Retyping the data exactly is the task. Include every line.
☆ ☆ ☆ ☆ ☆
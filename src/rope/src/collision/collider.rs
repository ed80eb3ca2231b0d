//! Small analytic collision world: spheres, half-spaces and boxes, tested by
//! brute force. Enough for demos and tests; large scenes should bring their
//! own spatial index behind `CollisionProvider`.

use super::{Collider, CollisionProvider, Overlaps, SweepHit, SweepResult};
use crate::V3;

#[derive(Clone, Copy, Debug, PartialEq)]
pub enum Shape {
	Sphere { center: V3, radius: f32 },
	/// Solid half-space below the plane `normal . x = offset`.
	Plane { normal: V3, offset: f32 },
	/// Axis-aligned box.
	Cuboid { min: V3, max: V3 },
}

impl Shape {
	pub fn sphere(center: V3, radius: f32) -> Self {
		Shape::Sphere { center, radius }
	}

	pub fn plane(normal: V3, point: V3) -> Self {
		let normal = normal.normalize();
		Shape::Plane {
			normal,
			offset: normal.dot(&point),
		}
	}

	pub fn cuboid(center: V3, half_extents: V3) -> Self {
		Shape::Cuboid {
			min: center - half_extents,
			max: center + half_extents,
		}
	}

	pub fn closest_point(&self, p: V3) -> V3 {
		match *self {
			Shape::Sphere { center, radius } => {
				let dp = p - center;
				let l = dp.magnitude();
				if l <= radius {
					p
				} else {
					center + dp * (radius / l)
				}
			}
			Shape::Plane { normal, offset } => {
				let s = normal.dot(&p) - offset;
				if s <= 0.0 {
					p
				} else {
					p - normal * s
				}
			}
			Shape::Cuboid { min, max } => p.sup(&min).inf(&max),
		}
	}

	/// Sphere cast against this shape. Casts that start in contact report
	/// no hit; overlap resolution is responsible for those.
	pub fn sweep(&self, origin: V3, radius: f32, dir: V3, max_dist: f32) -> Option<SweepHit> {
		let t_normal = match *self {
			Shape::Sphere { center, radius: r0 } => {
				let rr = r0 + radius;
				let m = origin - center;
				let b = m.dot(&dir);
				let c = m.magnitude_squared() - rr * rr;
				if c < 0.0 || b > 0.0 {
					return None;
				}
				let disc = b * b - c;
				if disc < 0.0 {
					return None;
				}
				let t = (-b - disc.sqrt()).max(0.0);
				let normal = (origin + dir * t - center) / rr;
				(t, normal)
			}
			Shape::Plane { normal, offset } => {
				let s0 = normal.dot(&origin) - offset;
				let nd = normal.dot(&dir);
				if s0 < radius || nd >= 0.0 {
					return None;
				}
				((s0 - radius) / -nd, normal)
			}
			// ray against the box grown by `radius`; corners are treated as
			// square rather than rounded
			Shape::Cuboid { min, max } => {
				let lo = min.add_scalar(-radius);
				let hi = max.add_scalar(radius);
				let mut t_near = f32::NEG_INFINITY;
				let mut t_far = f32::INFINITY;
				let mut axis = 0;
				for i in 0..3 {
					if dir[i].abs() < f32::EPSILON {
						if origin[i] < lo[i] || origin[i] > hi[i] {
							return None;
						}
						continue;
					}
					let t1 = (lo[i] - origin[i]) / dir[i];
					let t2 = (hi[i] - origin[i]) / dir[i];
					let (t1, t2) = if t1 < t2 { (t1, t2) } else { (t2, t1) };
					if t1 > t_near {
						t_near = t1;
						axis = i;
					}
					t_far = t_far.min(t2);
				}
				if t_near > t_far || t_near < 0.0 {
					// miss, or the cast starts inside
					return None;
				}
				let mut normal = V3::zeros();
				normal[axis] = -dir[axis].signum();
				(t_near, normal)
			}
		};
		let (t, normal) = t_normal;
		if t > max_dist {
			return None;
		}
		let center = origin + dir * t;
		Some(SweepHit {
			point: center - normal * radius,
			normal,
			distance: t,
		})
	}
}

#[derive(Clone, Copy, Debug, PartialEq)]
pub struct ShapeCollider {
	pub shape: Shape,
	pub trigger: bool,
}

impl Collider for ShapeCollider {
	fn is_trigger(&self) -> bool {
		self.trigger
	}

	fn closest_point(&self, p: V3) -> V3 {
		self.shape.closest_point(p)
	}
}

#[derive(Clone, Debug, Default)]
pub struct ColliderSet {
	colliders: Vec<ShapeCollider>,
}

impl ColliderSet {
	pub fn with_shape(mut self, shape: Shape) -> Self {
		self.add(shape, false);
		self
	}

	pub fn with_trigger(mut self, shape: Shape) -> Self {
		self.add(shape, true);
		self
	}

	pub fn add(&mut self, shape: Shape, trigger: bool) -> usize {
		self.colliders.push(ShapeCollider { shape, trigger });
		self.colliders.len() - 1
	}

	pub fn len(&self) -> usize {
		self.colliders.len()
	}

	pub fn is_empty(&self) -> bool {
		self.colliders.is_empty()
	}
}

impl CollisionProvider for ColliderSet {
	fn sweep(&self, origin: V3, radius: f32, dir: V3, max_dist: f32) -> SweepResult {
		let hit = self
			.colliders
			.iter()
			.filter(|c| !c.trigger)
			.filter_map(|c| c.shape.sweep(origin, radius, dir, max_dist))
			.min_by(|a, b| a.distance.total_cmp(&b.distance));
		Ok(hit)
	}

	fn overlap(&self, point: V3, radius: f32) -> Overlaps<'_> {
		Ok(self
			.colliders
			.iter()
			.filter(|c| (c.shape.closest_point(point) - point).magnitude() <= radius)
			.map(|c| c as &dyn Collider)
			.collect())
	}
}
☆ ☆ ☆ ☆ ☆
> **SOLUTION**
filename src/rope/src/collision/collider.rs
repository ed80eb3ca2231b0d
//! Small analytic collision world: spheres, half-spaces and boxes, tested by
//! brute force. Enough for demos and tests; large scenes should bring their
//! own spatial index behind `CollisionProvider`.

use super::{Collider, CollisionProvider, Overlaps, SweepHit, SweepResult};
use crate::V3;

#[derive(Clone, Copy, Debug, PartialEq)]
pub enum Shape {
	Sphere { center: V3, radius: f32 },
	/// Solid half-space below the plane `normal . x = offset`.
	Plane { normal: V3, offset: f32 },
	/// Axis-aligned box.
	Cuboid { min: V3, max: V3 },
}

impl Shape {
	pub fn sphere(center: V3, radius: f32) -> Self {
		Shape::Sphere { center, radius }
	}

	pub fn plane(normal: V3, point: V3) -> Self {
		let normal = normal.normalize();
		Shape::Plane {
			normal,
			offset: normal.dot(&point),
		}
	}

	pub fn cuboid(center: V3, half_extents: V3) -> Self {
		Shape::Cuboid {
			min: center - half_extents,
			max: center + half_extents,
		}
	}

	pub fn closest_point(&self, p: V3) -> V3 {
		match *self {
			Shape::Sphere { center, radius } => {
				let dp = p - center;
				let l = dp.magnitude();
				if l <= radius {
					p
				} else {
					center + dp * (radius / l)
				}
			}
			Shape::Plane { normal, offset } => {
				let s = normal.dot(&p) - offset;
				if s <= 0.0 {
					p
				} else {
					p - normal * s
				}
			}
			Shape::Cuboid { min, max } => p.sup(&min).inf(&max),
		}
	}

	/// Sphere cast against this shape. Casts that start in contact report
	/// no hit; overlap resolution is responsible for those.
	pub fn sweep(&self, origin: V3, radius: f32, dir: V3, max_dist: f32) -> Option<SweepHit> {
		let t_normal = match *self {
			Shape::Sphere { center, radius: r0 } => {
				let rr = r0 + radius;
				let m = origin - center;
				let b = m.dot(&dir);
				let c = m.magnitude_squared() - rr * rr;
				if c < 0.0 || b > 0.0 {
					return None;
				}
				let disc = b * b - c;
				if disc < 0.0 {
					return None;
				}
				let t = (-b - disc.sqrt()).max(0.0);
				let normal = (origin + dir * t - center) / rr;
				(t, normal)
			}
			Shape::Plane { normal, offset } => {
				let s0 = normal.dot(&origin) - offset;
				let nd = normal.dot(&dir);
				if s0 < radius || nd >= 0.0 {
					return None;
				}
				((s0 - radius) / -nd, normal)
			}
			// ray against the box grown by `radius`; corners are treated as
			// square rather than rounded
			Shape::Cuboid { min, max } => {
				let lo = min.add_scalar(-radius);
				let hi = max.add_scalar(radius);
				let mut t_near = f32::NEG_INFINITY;
				let mut t_far = f32::INFINITY;
				let mut axis = 0;
				for i in 0..3 {
					if dir[i].abs() < f32::EPSILON {
						if origin[i] < lo[i] || origin[i] > hi[i] {
							return None;
						}
						continue;
					}
					let t1 = (lo[i] - origin[i]) / dir[i];
					let t2 = (hi[i] - origin[i]) / dir[i];
					let (t1, t2) = if t1 < t2 { (t1, t2) } else { (t2, t1) };
					if t1 > t_near {
						t_near = t1;
						axis = i;
					}
					t_far = t_far.min(t2);
				}
				if t_near > t_far || t_near < 0.0 {
					// miss, or the cast starts inside
					return None;
				}
				let mut normal = V3::zeros();
				normal[axis] = -dir[axis].signum();
				(t_near, normal)
			}
		};
		let (t, normal) = t_normal;
		if t > max_dist {
			return None;
		}
		let center = origin + dir * t;
		Some(SweepHit {
			point: center - normal * radius,
			normal,
			distance: t,
		})
	}
}

#[derive(Clone, Copy, Debug, PartialEq)]
pub struct ShapeCollider {
	pub shape: Shape,
	pub trigger: bool,
}

impl Collider for ShapeCollider {
	fn is_trigger(&self) -> bool {
		self.trigger
	}

	fn closest_point(&self, p: V3) -> V3 {
		self.shape.closest_point(p)
	}
}

#[derive(Clone, Debug, Default)]
pub struct ColliderSet {
	colliders: Vec<ShapeCollider>,
}

impl ColliderSet {
	pub fn with_shape(mut self, shape: Shape) -> Self {
		self.add(shape, false);
		self
	}

	pub fn with_trigger(mut self, shape: Shape) -> Self {
		self.add(shape, true);
		self
	}

	pub fn add(&mut self, shape: Shape, trigger: bool) -> usize {
		self.colliders.push(ShapeCollider { shape, trigger });
		self.colliders.len() - 1
	}

	pub fn len(&self) -> usize {
		self.colliders.len()
	}

	pub fn is_empty(&self) -> bool {
		self.colliders.is_empty()
	}
}

impl CollisionProvider for ColliderSet {
	fn sweep(&self, origin: V3, radius: f32, dir: V3, max_dist: f32) -> SweepResult {
		let hit = self
			.colliders
			.iter()
			.filter(|c| !c.trigger)
			.filter_map(|c| c.shape.sweep(origin, radius, dir, max_dist))
			.min_by(|a, b| a.distance.total_cmp(&b.distance));
		Ok(hit)
	}

	fn overlap(&self, point: V3, radius: f32) -> Overlaps<'_> {
		Ok(self
			.colliders
			.iter()
			.filter(|c| (c.shape.closest_point(point) - point).magnitude() <= radius)
			.map(|c| c as &dyn Collider)
			.collect())
	}
}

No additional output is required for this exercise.